Information:
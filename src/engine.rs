use crate::browser;
use anyhow::{anyhow, Error, Result};
// wasm is single threaded, so Rc RefCell over Mutex
use async_trait::async_trait;
use futures::channel::oneshot::channel;
use serde::{Deserialize, Serialize};
use std::cell::RefCell;
use std::collections::HashMap;
use std::rc::Rc;
use wasm_bindgen::closure::Closure;
use wasm_bindgen::{JsCast, JsValue};
use web_sys::{CanvasRenderingContext2d, EventTarget, HtmlCanvasElement, HtmlImageElement};

use self::input::{InputDevice, InputState};

/// Logical size of the play field. The canvas is scaled to fit the window
/// while every game coordinate stays in this space.
pub const VIEWPORT: Size = Size {
    width: 1280.0,
    height: 720.0,
};

#[async_trait(?Send)]
pub trait Game {
    async fn initialize(&self) -> Result<Box<dyn Game>>;
    fn update(&mut self, input: &InputState, frame: Frame);
    fn draw(&self, renderer: &Renderer);
}

/// Timing handed to every `Game::update`
#[derive(Debug, Copy, Clone, PartialEq)]
pub struct Frame {
    /// wall clock in milliseconds (performance.now)
    pub now: f64,
    /// simulated milliseconds since the previous update
    pub delta: f64,
}

impl Frame {
    pub fn seconds(&self) -> f32 {
        (self.delta / 1000.0) as f32
    }
}

// 60 updates per second
const FRAME_SIZE: f64 = 1.0 / 60.0 * 1000.0;
// a backgrounded tab stops requestAnimationFrame; don't replay that gap
const MAX_ACCUMULATED_DELTA: f64 = 250.0;

pub struct GameLoop {
    last_frame: f64,
    accumulated_delta: f64,
}

type SharedLoopClosure = Rc<RefCell<Option<browser::LoopClosure>>>;

impl GameLoop {
    pub async fn start(game: impl Game + 'static) -> Result<()> {
        let mut input = InputDevice::attach()?;
        let mut game = game.initialize().await?;
        let mut game_loop = GameLoop {
            last_frame: browser::now()?,
            accumulated_delta: 0.0,
        };
        let renderer = Renderer::new(browser::context()?, browser::canvas()?);
        renderer.fit_to_window();
        let mut input_state = InputState::default();

        let f: SharedLoopClosure = Rc::new(RefCell::new(None));
        let g = f.clone();
        *g.borrow_mut() = Some(browser::create_raf_closure(move |perf: f64| {
            if input.drain_into(&mut input_state, &renderer) {
                renderer.fit_to_window();
            }
            game_loop.accumulated_delta = (game_loop.accumulated_delta
                + (perf - game_loop.last_frame))
                .min(MAX_ACCUMULATED_DELTA);
            while game_loop.accumulated_delta > FRAME_SIZE {
                game.update(
                    &input_state,
                    Frame {
                        now: perf,
                        delta: FRAME_SIZE,
                    },
                );
                // a click is consumed by the first update that sees it
                input_state.clear_clicks();
                game_loop.accumulated_delta -= FRAME_SIZE;
            }
            game_loop.last_frame = perf;
            renderer.begin_frame();
            game.draw(&renderer);
            if let Some(callback) = f.borrow().as_ref() {
                if let Err(err) = browser::request_animation_frame(callback) {
                    error!("GameLoop: {:#?}", err);
                }
            }
        }));

        browser::request_animation_frame(
            g.borrow()
                .as_ref()
                .ok_or_else(|| anyhow!("GameLoop: Loop is None"))?,
        )?;

        Ok(())
    }
}

// ==================== Geometry ====================
#[derive(Debug, Copy, Clone, Default, PartialEq)]
pub struct Point {
    pub x: f32,
    pub y: f32,
}

#[derive(Debug, Copy, Clone, Default, PartialEq)]
pub struct Size {
    pub width: f32,
    pub height: f32,
}

impl Size {
    pub fn scaled(self, scale: f32) -> Size {
        Size {
            width: self.width * scale,
            height: self.height * scale,
        }
    }
}

#[derive(Debug, Copy, Clone, Default, PartialEq)]
pub struct Rect {
    pub position: Point,
    pub size: Size,
}

impl Rect {
    pub const fn new(position: Point, size: Size) -> Self {
        Rect { position, size }
    }

    pub const fn from_xywh(x: f32, y: f32, width: f32, height: f32) -> Self {
        Rect {
            position: Point { x, y },
            size: Size { width, height },
        }
    }

    pub fn x(&self) -> f32 {
        self.position.x
    }

    pub fn y(&self) -> f32 {
        self.position.y
    }

    pub fn right(&self) -> f32 {
        self.position.x + self.size.width
    }

    pub fn bottom(&self) -> f32 {
        self.position.y + self.size.height
    }

    pub fn center_x(&self) -> f32 {
        self.position.x + self.size.width / 2.0
    }

    /// Strict overlap; rectangles that only share an edge don't intersect
    pub fn intersects(&self, other: &Rect) -> bool {
        self.x() < other.right()
            && self.right() > other.x()
            && self.y() < other.bottom()
            && self.bottom() > other.y()
    }

    pub fn contains(&self, point: Point) -> bool {
        point.x >= self.x() && point.x <= self.right() && point.y >= self.y() && point.y <= self.bottom()
    }

    /// Same rect moved into screen space for a camera scrolled to `camera_x`
    pub fn scrolled(&self, camera_x: f32) -> Rect {
        Rect {
            position: Point {
                x: self.position.x - camera_x,
                y: self.position.y,
            },
            size: self.size,
        }
    }
}

// ==================== Sprite sheet ====================
#[derive(Debug, Deserialize, Serialize, Clone)]
pub struct Sheet {
    pub frames: HashMap<String, Cell>,
}

#[derive(Debug, Deserialize, Serialize, Clone)]
pub struct Cell {
    pub frame: SheetRect,
}

#[derive(Debug, Deserialize, Serialize, Clone, Copy)]
pub struct SheetRect {
    pub x: i16,
    pub y: i16,
    pub w: i16,
    pub h: i16,
}

impl From<SheetRect> for Rect {
    fn from(rect: SheetRect) -> Self {
        Rect::from_xywh(rect.x.into(), rect.y.into(), rect.w.into(), rect.h.into())
    }
}

/// Loaded image plus its natural size
#[derive(Clone)]
pub struct Image {
    element: HtmlImageElement,
    size: Size,
}

impl Image {
    pub fn new(element: HtmlImageElement) -> Self {
        let size = Size {
            width: element.natural_width() as f32,
            height: element.natural_height() as f32,
        };
        Image { element, size }
    }

    pub fn element(&self) -> &HtmlImageElement {
        &self.element
    }

    pub fn size(&self) -> Size {
        self.size
    }

    /// A decoded image with zero size is as good as missing
    pub fn is_valid(&self) -> bool {
        self.element.complete() && self.size.width > 0.0 && self.size.height > 0.0
    }
}

// ==================== Renderer ====================
#[derive(Debug, Copy, Clone, PartialEq)]
pub enum TextAlign {
    Left,
    Center,
}

impl TextAlign {
    fn as_str(self) -> &'static str {
        match self {
            TextAlign::Left => "left",
            TextAlign::Center => "center",
        }
    }
}

/// Uniform scale and letterbox offset mapping `VIEWPORT` onto the canvas
#[derive(Debug, Copy, Clone, PartialEq)]
pub struct Viewport {
    pub scale: f64,
    pub offset_x: f64,
    pub offset_y: f64,
}

impl Viewport {
    pub fn fit(width: f64, height: f64) -> Self {
        let scale = (width / f64::from(VIEWPORT.width))
            .min(height / f64::from(VIEWPORT.height))
            .max(f64::EPSILON);
        Viewport {
            scale,
            offset_x: (width - f64::from(VIEWPORT.width) * scale) / 2.0,
            offset_y: (height - f64::from(VIEWPORT.height) * scale) / 2.0,
        }
    }

    /// Canvas pixel to logical play field coordinate
    pub fn to_logical(&self, x: f64, y: f64) -> Point {
        Point {
            x: ((x - self.offset_x) / self.scale) as f32,
            y: ((y - self.offset_y) / self.scale) as f32,
        }
    }
}

impl Default for Viewport {
    fn default() -> Self {
        Viewport {
            scale: 1.0,
            offset_x: 0.0,
            offset_y: 0.0,
        }
    }
}

pub struct Renderer {
    context: CanvasRenderingContext2d,
    canvas: HtmlCanvasElement,
    viewport: std::cell::Cell<Viewport>,
}

impl Renderer {
    pub fn new(context: CanvasRenderingContext2d, canvas: HtmlCanvasElement) -> Self {
        Renderer {
            context,
            canvas,
            viewport: std::cell::Cell::new(Viewport::default()),
        }
    }

    pub fn viewport(&self) -> Viewport {
        self.viewport.get()
    }

    /// Resize the canvas backing store to the window and refit the viewport
    pub fn fit_to_window(&self) {
        match browser::window_size() {
            Ok((width, height)) => {
                self.canvas.set_width(width as u32);
                self.canvas.set_height(height as u32);
                self.viewport.set(Viewport::fit(width, height));
            }
            Err(err) => error!("Could not fit canvas to window : {:#?}", err),
        }
    }

    /// Clear the whole canvas and install the viewport transform
    pub fn begin_frame(&self) {
        let viewport = self.viewport.get();
        let _ = self.context.set_transform(1.0, 0.0, 0.0, 1.0, 0.0, 0.0);
        self.context.set_fill_style_str("#000");
        self.context.fill_rect(
            0.0,
            0.0,
            self.canvas.width().into(),
            self.canvas.height().into(),
        );
        let _ = self.context.set_transform(
            viewport.scale,
            0.0,
            0.0,
            viewport.scale,
            viewport.offset_x,
            viewport.offset_y,
        );
        self.clear(&Rect::new(Point::default(), VIEWPORT));
    }

    pub fn clear(&self, rect: &Rect) {
        self.context.clear_rect(
            rect.x().into(),
            rect.y().into(),
            rect.size.width.into(),
            rect.size.height.into(),
        );
    }

    pub fn set_alpha(&self, alpha: f64) {
        self.context.set_global_alpha(alpha.clamp(0.0, 1.0));
    }

    pub fn fill_rect(&self, rect: &Rect, color: &str) {
        self.context.set_fill_style_str(color);
        self.context.fill_rect(
            rect.x().into(),
            rect.y().into(),
            rect.size.width.into(),
            rect.size.height.into(),
        );
    }

    pub fn stroke_rect(&self, rect: &Rect, color: &str) {
        self.context.set_stroke_style_str(color);
        self.context.stroke_rect(
            rect.x().into(),
            rect.y().into(),
            rect.size.width.into(),
            rect.size.height.into(),
        );
    }

    pub fn draw_text(&self, text: &str, position: Point, size: u32, color: &str, align: TextAlign) {
        self.context.set_font(&format!("{}px sans-serif", size));
        self.context.set_text_align(align.as_str());
        self.context.set_text_baseline("middle");
        self.context.set_fill_style_str(color);
        for (line_number, line) in text.lines().enumerate() {
            let y = f64::from(position.y) + line_number as f64 * f64::from(size) * 1.25;
            if let Err(err) = self.context.fill_text(line, position.x.into(), y) {
                error!("Could not draw text '{}' : {:#?}", line, err);
            }
        }
    }

    /// Draw the whole image stretched into `destination`
    pub fn draw_entire_image(&self, image: &Image, destination: &Rect) {
        if let Err(err) = self
            .context
            .draw_image_with_html_image_element_and_dw_and_dh(
                image.element(),
                destination.x().into(),
                destination.y().into(),
                destination.size.width.into(),
                destination.size.height.into(),
            )
        {
            error!("Could not draw image : {:#?}", err);
        }
    }

    /// Draw the `frame` region of a sheet image into `destination`
    pub fn draw_sprite(&self, image: &Image, frame: &Rect, destination: &Rect) {
        if let Err(err) = self
            .context
            .draw_image_with_html_image_element_and_sw_and_sh_and_dx_and_dy_and_dw_and_dh(
                image.element(),
                frame.x().into(),
                frame.y().into(),
                frame.size.width.into(),
                frame.size.height.into(),
                destination.x().into(),
                destination.y().into(),
                destination.size.width.into(),
                destination.size.height.into(),
            )
        {
            error!("Could not draw sprite : {:#?}", err);
        }
    }

    /// `draw_sprite` mirrored around the destination's vertical axis
    pub fn draw_sprite_flipped(&self, image: &Image, frame: &Rect, destination: &Rect) {
        self.context.save();
        let _ = self
            .context
            .translate(destination.right().into(), destination.y().into());
        let _ = self.context.scale(-1.0, 1.0);
        self.draw_sprite(
            image,
            frame,
            &Rect::new(Point::default(), destination.size),
        );
        self.context.restore();
    }
}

What is required:
Would you copy, unchanged, the stretch of the records above that begins at the line containing "pub fn bottom(&self)" and ends at the line containing "pub fn intersects(&self, other: &Rect)", and only that?

Answer to the exercise:
    pub fn bottom(&self) -> f32 {
        self.position.y + self.size.height
    }

    pub fn center_x(&self) -> f32 {
        self.position.x + self.size.width / 2.0
    }

    /// Strict overlap; rectangles that only share an edge don't intersect
    pub fn intersects(&self, other: &Rect) -> bool {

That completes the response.